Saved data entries
- - - -

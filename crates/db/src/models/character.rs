//! Character entity model.

use serde::Serialize;
use spotter_core::types::DbId;
use sqlx::FromRow;

/// A row from the `characters` table.
#[derive(Debug, Clone, FromRow, Serialize)]
#[serde(rename_all = "camelCase")]
pub struct Character {
    pub id: DbId,
    pub name: String,
    pub icon_url: String,
}

/// A character joined with the scene it appears in. Carries no coordinates.
#[derive(Debug, Clone, FromRow)]
pub struct SceneCharacter {
    pub scene_id: DbId,
    pub id: DbId,
    pub name: String,
    pub icon_url: String,
}

impl From<SceneCharacter> for Character {
    fn from(sc: SceneCharacter) -> Self {
        Character {
            id: sc.id,
            name: sc.name,
            icon_url: sc.icon_url,
        }
    }
}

- - - -

→ **TASK TO CARRY OUT**:
Every line above that contains the word "derive" should be reported.

→ **WRITTEN RESPONSE**:
#[derive(Debug, Clone, FromRow, Serialize)]
#[derive(Debug, Clone, FromRow)]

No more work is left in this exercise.